use std::sync::Arc;
use std::time::Duration;

use url::Url;
use wallgrab_core::{page_url, update, CrawlReport, CrawlState, Effect, Msg, StopReason, Whitelist};
use wallgrab_logging::{wg_error, wg_info};

use crate::ListingFetcher;

#[derive(Debug, thiserror::Error, PartialEq, Eq)]
pub enum CrawlError {
    #[error("first listing page could not be fetched: {message}")]
    FirstPageFailed { message: String },
}

/// Sequential pagination over a listing, driven by [`wallgrab_core::update`].
pub struct Crawler {
    listing: Arc<dyn ListingFetcher>,
    base_url: Url,
    whitelist: Whitelist,
    max_pages: u32,
    page_size: u32,
    page_delay: Duration,
}

impl Crawler {
    pub fn new(
        listing: Arc<dyn ListingFetcher>,
        base_url: Url,
        whitelist: Whitelist,
        max_pages: u32,
        page_size: u32,
        page_delay: Duration,
    ) -> Self {
        Self {
            listing,
            base_url,
            whitelist,
            max_pages,
            page_size,
            page_delay,
        }
    }

    /// Crawls pages newer than `watermark` and returns every matched entry.
    ///
    /// A failure on a later page ends pagination but keeps what was matched
    /// so far; a failure on the first page is an error.
    pub async fn crawl(&self, watermark: i64) -> Result<CrawlReport, CrawlError> {
        let state = CrawlState::new(watermark, self.whitelist.clone(), self.max_pages);
        let (mut state, mut effects) = update(state, Msg::Start);

        // Every transition yields at most one effect.
        while let Some(effect) = effects.pop() {
            let msg = match effect {
                Effect::FetchPage { page, cursor } => {
                    let url = page_url(&self.base_url, self.page_size, cursor.as_deref());
                    wg_info!("Fetching page {} ({})", page, url);
                    match self.listing.fetch_page(&url).await {
                        Ok(parsed) => {
                            let matched_before = state.matched().len();
                            let total = parsed.entries.len();
                            let msg = Msg::PageLoaded {
                                entries: parsed.entries,
                                issues: parsed.issues,
                            };
                            let (next, next_effects) = update(state, msg);
                            wg_info!(
                                "Page {} has {} good images out of {} entries",
                                page,
                                next.matched().len() - matched_before,
                                total
                            );
                            state = next;
                            effects = next_effects;
                            continue;
                        }
                        Err(err) => {
                            wg_error!("Page {} failed: {}", page, err);
                            Msg::PageFailed {
                                message: err.to_string(),
                            }
                        }
                    }
                }
                Effect::Pause => {
                    tokio::time::sleep(self.page_delay).await;
                    Msg::PauseElapsed
                }
                Effect::Finish { reason } => {
                    wg_info!(
                        "Stopped fetching after {} pages: {}",
                        state.pages_fetched(),
                        reason
                    );
                    break;
                }
            };
            (state, effects) = update(state, msg);
        }

        let report = state.into_report();
        if let Some(StopReason::FetchFailed { message, .. }) = &report.stop_reason {
            if report.pages_fetched == 0 {
                return Err(CrawlError::FirstPageFailed {
                    message: message.clone(),
                });
            }
        }
        Ok(report)
    }
}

=== The task ===
Restate the data above word for word, please.

=== Answer below ===
use std::sync::Arc;
use std::time::Duration;

use url::Url;
use wallgrab_core::{page_url, update, CrawlReport, CrawlState, Effect, Msg, StopReason, Whitelist};
use wallgrab_logging::{wg_error, wg_info};

use crate::ListingFetcher;

#[derive(Debug, thiserror::Error, PartialEq, Eq)]
pub enum CrawlError {
    #[error("first listing page could not be fetched: {message}")]
    FirstPageFailed { message: String },
}

/// Sequential pagination over a listing, driven by [`wallgrab_core::update`].
pub struct Crawler {
    listing: Arc<dyn ListingFetcher>,
    base_url: Url,
    whitelist: Whitelist,
    max_pages: u32,
    page_size: u32,
    page_delay: Duration,
}

impl Crawler {
    pub fn new(
        listing: Arc<dyn ListingFetcher>,
        base_url: Url,
        whitelist: Whitelist,
        max_pages: u32,
        page_size: u32,
        page_delay: Duration,
    ) -> Self {
        Self {
            listing,
            base_url,
            whitelist,
            max_pages,
            page_size,
            page_delay,
        }
    }

    /// Crawls pages newer than `watermark` and returns every matched entry.
    ///
    /// A failure on a later page ends pagination but keeps what was matched
    /// so far; a failure on the first page is an error.
    pub async fn crawl(&self, watermark: i64) -> Result<CrawlReport, CrawlError> {
        let state = CrawlState::new(watermark, self.whitelist.clone(), self.max_pages);
        let (mut state, mut effects) = update(state, Msg::Start);

        // Every transition yields at most one effect.
        while let Some(effect) = effects.pop() {
            let msg = match effect {
                Effect::FetchPage { page, cursor } => {
                    let url = page_url(&self.base_url, self.page_size, cursor.as_deref());
                    wg_info!("Fetching page {} ({})", page, url);
                    match self.listing.fetch_page(&url).await {
                        Ok(parsed) => {
                            let matched_before = state.matched().len();
                            let total = parsed.entries.len();
                            let msg = Msg::PageLoaded {
                                entries: parsed.entries,
                                issues: parsed.issues,
                            };
                            let (next, next_effects) = update(state, msg);
                            wg_info!(
                                "Page {} has {} good images out of {} entries",
                                page,
                                next.matched().len() - matched_before,
                                total
                            );
                            state = next;
                            effects = next_effects;
                            continue;
                        }
                        Err(err) => {
                            wg_error!("Page {} failed: {}", page, err);
                            Msg::PageFailed {
                                message: err.to_string(),
                            }
                        }
                    }
                }
                Effect::Pause => {
                    tokio::time::sleep(self.page_delay).await;
                    Msg::PauseElapsed
                }
                Effect::Finish { reason } => {
                    wg_info!(
                        "Stopped fetching after {} pages: {}",
                        state.pages_fetched(),
                        reason
                    );
                    break;
                }
            };
            (state, effects) = update(state, msg);
        }

        let report = state.into_report();
        if let Some(StopReason::FetchFailed { message, .. }) = &report.stop_reason {
            if report.pages_fetched == 0 {
                return Err(CrawlError::FirstPageFailed {
                    message: message.clone(),
                });
            }
        }
        Ok(report)
    }
}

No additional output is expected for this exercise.